**TASK REQUIREMENTS**. From the records below, transcribe exactly the lines that begin at the line with "std::env::var(key).unwrap_or_else(|_| default.to_string())" and end at the line with "let value = get_required_env(key)?;", both included.

**EXTRACTED ENTRIES**.
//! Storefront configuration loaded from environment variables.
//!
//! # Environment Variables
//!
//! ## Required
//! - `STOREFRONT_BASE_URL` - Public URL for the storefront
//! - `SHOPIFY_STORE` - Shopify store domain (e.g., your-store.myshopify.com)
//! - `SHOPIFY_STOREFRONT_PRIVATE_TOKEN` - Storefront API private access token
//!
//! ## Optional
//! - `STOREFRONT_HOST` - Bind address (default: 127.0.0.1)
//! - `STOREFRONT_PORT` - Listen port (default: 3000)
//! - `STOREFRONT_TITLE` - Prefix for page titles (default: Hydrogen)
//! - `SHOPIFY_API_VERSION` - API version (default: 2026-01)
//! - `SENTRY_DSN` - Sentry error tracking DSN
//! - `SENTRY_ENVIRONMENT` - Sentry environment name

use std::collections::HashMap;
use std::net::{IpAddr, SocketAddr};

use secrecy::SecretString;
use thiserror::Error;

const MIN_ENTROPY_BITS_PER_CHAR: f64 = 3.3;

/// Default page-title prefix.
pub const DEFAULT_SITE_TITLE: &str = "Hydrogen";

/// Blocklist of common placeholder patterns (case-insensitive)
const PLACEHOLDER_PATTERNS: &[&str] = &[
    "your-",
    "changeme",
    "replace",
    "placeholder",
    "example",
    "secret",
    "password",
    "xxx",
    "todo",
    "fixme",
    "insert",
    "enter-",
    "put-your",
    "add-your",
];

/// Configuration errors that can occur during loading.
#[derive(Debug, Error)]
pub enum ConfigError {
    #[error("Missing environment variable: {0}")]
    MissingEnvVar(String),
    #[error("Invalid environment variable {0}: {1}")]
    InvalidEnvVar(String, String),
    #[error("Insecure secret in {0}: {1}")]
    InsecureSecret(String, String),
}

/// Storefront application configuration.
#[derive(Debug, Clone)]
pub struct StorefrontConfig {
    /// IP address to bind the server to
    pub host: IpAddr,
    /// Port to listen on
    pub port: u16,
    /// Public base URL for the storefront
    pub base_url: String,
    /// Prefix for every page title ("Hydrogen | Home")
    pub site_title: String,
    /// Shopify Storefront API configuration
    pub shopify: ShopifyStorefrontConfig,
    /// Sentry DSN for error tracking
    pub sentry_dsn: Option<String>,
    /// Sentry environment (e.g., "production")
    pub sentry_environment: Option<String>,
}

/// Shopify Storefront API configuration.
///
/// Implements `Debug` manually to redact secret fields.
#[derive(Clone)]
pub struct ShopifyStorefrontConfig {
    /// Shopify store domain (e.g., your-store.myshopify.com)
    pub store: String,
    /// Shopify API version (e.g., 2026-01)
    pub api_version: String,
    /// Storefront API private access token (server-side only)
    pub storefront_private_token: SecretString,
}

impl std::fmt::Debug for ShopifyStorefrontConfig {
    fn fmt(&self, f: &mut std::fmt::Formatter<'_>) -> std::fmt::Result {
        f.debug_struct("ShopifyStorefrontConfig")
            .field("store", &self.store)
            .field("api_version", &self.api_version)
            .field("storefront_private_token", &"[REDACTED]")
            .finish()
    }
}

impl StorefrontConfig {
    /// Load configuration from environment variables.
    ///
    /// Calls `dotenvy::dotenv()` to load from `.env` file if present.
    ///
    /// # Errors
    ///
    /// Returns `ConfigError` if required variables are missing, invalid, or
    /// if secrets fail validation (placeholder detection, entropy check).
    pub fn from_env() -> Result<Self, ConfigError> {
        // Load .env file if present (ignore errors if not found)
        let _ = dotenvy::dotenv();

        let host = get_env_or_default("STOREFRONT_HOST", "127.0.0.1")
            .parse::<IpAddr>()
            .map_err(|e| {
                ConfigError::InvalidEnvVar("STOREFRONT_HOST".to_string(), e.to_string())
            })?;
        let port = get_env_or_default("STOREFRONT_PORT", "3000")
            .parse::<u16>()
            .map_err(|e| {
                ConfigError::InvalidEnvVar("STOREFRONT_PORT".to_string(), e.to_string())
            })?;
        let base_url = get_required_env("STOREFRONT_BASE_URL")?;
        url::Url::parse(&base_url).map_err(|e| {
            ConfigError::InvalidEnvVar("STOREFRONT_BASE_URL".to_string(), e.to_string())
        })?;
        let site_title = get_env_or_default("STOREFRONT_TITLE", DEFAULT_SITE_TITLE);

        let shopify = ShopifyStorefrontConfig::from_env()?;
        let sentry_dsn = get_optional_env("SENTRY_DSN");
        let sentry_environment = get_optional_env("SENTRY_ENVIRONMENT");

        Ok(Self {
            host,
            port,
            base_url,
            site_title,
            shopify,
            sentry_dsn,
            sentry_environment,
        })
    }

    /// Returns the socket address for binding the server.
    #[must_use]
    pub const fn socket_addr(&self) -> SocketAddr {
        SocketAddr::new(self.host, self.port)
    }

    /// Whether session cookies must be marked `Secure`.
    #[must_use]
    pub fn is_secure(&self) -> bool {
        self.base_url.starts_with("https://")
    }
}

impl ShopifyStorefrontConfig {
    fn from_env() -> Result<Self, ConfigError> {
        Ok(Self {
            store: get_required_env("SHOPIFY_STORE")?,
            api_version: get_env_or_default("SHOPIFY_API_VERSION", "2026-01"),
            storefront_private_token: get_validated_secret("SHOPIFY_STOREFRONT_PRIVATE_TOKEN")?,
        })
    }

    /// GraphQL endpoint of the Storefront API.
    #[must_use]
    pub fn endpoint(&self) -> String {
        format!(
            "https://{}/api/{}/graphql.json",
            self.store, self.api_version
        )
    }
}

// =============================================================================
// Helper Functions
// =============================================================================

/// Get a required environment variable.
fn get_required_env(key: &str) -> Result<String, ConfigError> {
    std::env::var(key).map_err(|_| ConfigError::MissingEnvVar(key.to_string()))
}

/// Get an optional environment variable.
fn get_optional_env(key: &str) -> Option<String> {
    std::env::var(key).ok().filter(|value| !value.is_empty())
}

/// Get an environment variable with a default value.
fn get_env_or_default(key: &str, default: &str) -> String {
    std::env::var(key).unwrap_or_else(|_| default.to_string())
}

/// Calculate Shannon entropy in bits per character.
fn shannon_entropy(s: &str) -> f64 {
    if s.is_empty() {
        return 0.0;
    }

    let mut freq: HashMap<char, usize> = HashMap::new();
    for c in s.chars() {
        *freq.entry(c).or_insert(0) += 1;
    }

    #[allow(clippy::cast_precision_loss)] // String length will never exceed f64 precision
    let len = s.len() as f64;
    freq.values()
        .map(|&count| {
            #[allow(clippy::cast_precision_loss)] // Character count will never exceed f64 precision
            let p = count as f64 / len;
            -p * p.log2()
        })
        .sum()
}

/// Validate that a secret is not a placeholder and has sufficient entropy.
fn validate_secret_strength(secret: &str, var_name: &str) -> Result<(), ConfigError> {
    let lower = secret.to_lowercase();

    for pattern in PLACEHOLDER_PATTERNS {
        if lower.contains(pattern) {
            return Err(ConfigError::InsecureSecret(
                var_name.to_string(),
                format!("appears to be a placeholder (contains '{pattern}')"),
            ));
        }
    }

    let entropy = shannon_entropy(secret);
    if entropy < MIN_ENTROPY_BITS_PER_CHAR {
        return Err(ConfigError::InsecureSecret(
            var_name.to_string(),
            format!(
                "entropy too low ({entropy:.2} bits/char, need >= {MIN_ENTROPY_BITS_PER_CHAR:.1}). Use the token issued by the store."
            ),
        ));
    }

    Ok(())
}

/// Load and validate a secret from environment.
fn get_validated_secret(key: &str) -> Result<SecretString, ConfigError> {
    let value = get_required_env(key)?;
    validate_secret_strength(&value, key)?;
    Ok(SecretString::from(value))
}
==
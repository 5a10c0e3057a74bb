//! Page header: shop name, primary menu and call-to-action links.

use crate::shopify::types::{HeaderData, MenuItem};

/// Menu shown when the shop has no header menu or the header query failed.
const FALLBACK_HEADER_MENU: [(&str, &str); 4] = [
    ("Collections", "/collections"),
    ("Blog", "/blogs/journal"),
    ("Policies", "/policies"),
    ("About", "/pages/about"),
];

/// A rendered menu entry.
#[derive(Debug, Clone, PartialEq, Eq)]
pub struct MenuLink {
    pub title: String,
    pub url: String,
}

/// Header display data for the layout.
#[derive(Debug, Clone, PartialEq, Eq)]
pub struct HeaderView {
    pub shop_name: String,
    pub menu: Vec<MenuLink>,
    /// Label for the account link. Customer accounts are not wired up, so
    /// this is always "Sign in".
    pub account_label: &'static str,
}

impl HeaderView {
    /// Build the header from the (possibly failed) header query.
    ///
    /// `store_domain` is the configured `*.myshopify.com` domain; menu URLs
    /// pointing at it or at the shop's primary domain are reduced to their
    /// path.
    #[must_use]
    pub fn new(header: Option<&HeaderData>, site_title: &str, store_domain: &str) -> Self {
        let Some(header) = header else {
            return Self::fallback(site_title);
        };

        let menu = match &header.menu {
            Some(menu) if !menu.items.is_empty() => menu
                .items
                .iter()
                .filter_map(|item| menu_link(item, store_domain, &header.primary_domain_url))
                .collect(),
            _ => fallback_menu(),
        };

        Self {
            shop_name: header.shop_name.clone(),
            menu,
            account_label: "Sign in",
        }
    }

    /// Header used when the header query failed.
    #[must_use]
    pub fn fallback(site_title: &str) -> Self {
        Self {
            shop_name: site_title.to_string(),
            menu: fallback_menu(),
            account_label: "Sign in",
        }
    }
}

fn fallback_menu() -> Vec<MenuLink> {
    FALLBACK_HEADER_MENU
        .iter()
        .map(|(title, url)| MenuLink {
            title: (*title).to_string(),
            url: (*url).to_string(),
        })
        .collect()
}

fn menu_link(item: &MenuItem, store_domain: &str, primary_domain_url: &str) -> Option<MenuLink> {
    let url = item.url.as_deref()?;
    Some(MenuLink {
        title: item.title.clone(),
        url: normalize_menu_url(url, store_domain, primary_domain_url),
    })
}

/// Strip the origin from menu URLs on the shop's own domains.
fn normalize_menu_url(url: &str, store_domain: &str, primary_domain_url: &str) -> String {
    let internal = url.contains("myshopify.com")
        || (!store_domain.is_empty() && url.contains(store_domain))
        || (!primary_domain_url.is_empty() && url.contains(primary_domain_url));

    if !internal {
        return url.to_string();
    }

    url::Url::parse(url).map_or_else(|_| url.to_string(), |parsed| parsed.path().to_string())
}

**RESULT**.
    std::env::var(key).unwrap_or_else(|_| default.to_string())
}

/// Calculate Shannon entropy in bits per character.
fn shannon_entropy(s: &str) -> f64 {
    if s.is_empty() {
        return 0.0;
    }

    let mut freq: HashMap<char, usize> = HashMap::new();
    for c in s.chars() {
        *freq.entry(c).or_insert(0) += 1;
    }

    #[allow(clippy::cast_precision_loss)] // String length will never exceed f64 precision
    let len = s.len() as f64;
    freq.values()
        .map(|&count| {
            #[allow(clippy::cast_precision_loss)] // Character count will never exceed f64 precision
            let p = count as f64 / len;
            -p * p.log2()
        })
        .sum()
}

/// Validate that a secret is not a placeholder and has sufficient entropy.
fn validate_secret_strength(secret: &str, var_name: &str) -> Result<(), ConfigError> {
    let lower = secret.to_lowercase();

    for pattern in PLACEHOLDER_PATTERNS {
        if lower.contains(pattern) {
            return Err(ConfigError::InsecureSecret(
                var_name.to_string(),
                format!("appears to be a placeholder (contains '{pattern}')"),
            ));
        }
    }

    let entropy = shannon_entropy(secret);
    if entropy < MIN_ENTROPY_BITS_PER_CHAR {
        return Err(ConfigError::InsecureSecret(
            var_name.to_string(),
            format!(
                "entropy too low ({entropy:.2} bits/char, need >= {MIN_ENTROPY_BITS_PER_CHAR:.1}). Use the token issued by the store."
            ),
        ));
    }

    Ok(())
}

/// Load and validate a secret from environment.
fn get_validated_secret(key: &str) -> Result<SecretString, ConfigError> {
    let value = get_required_env(key)?;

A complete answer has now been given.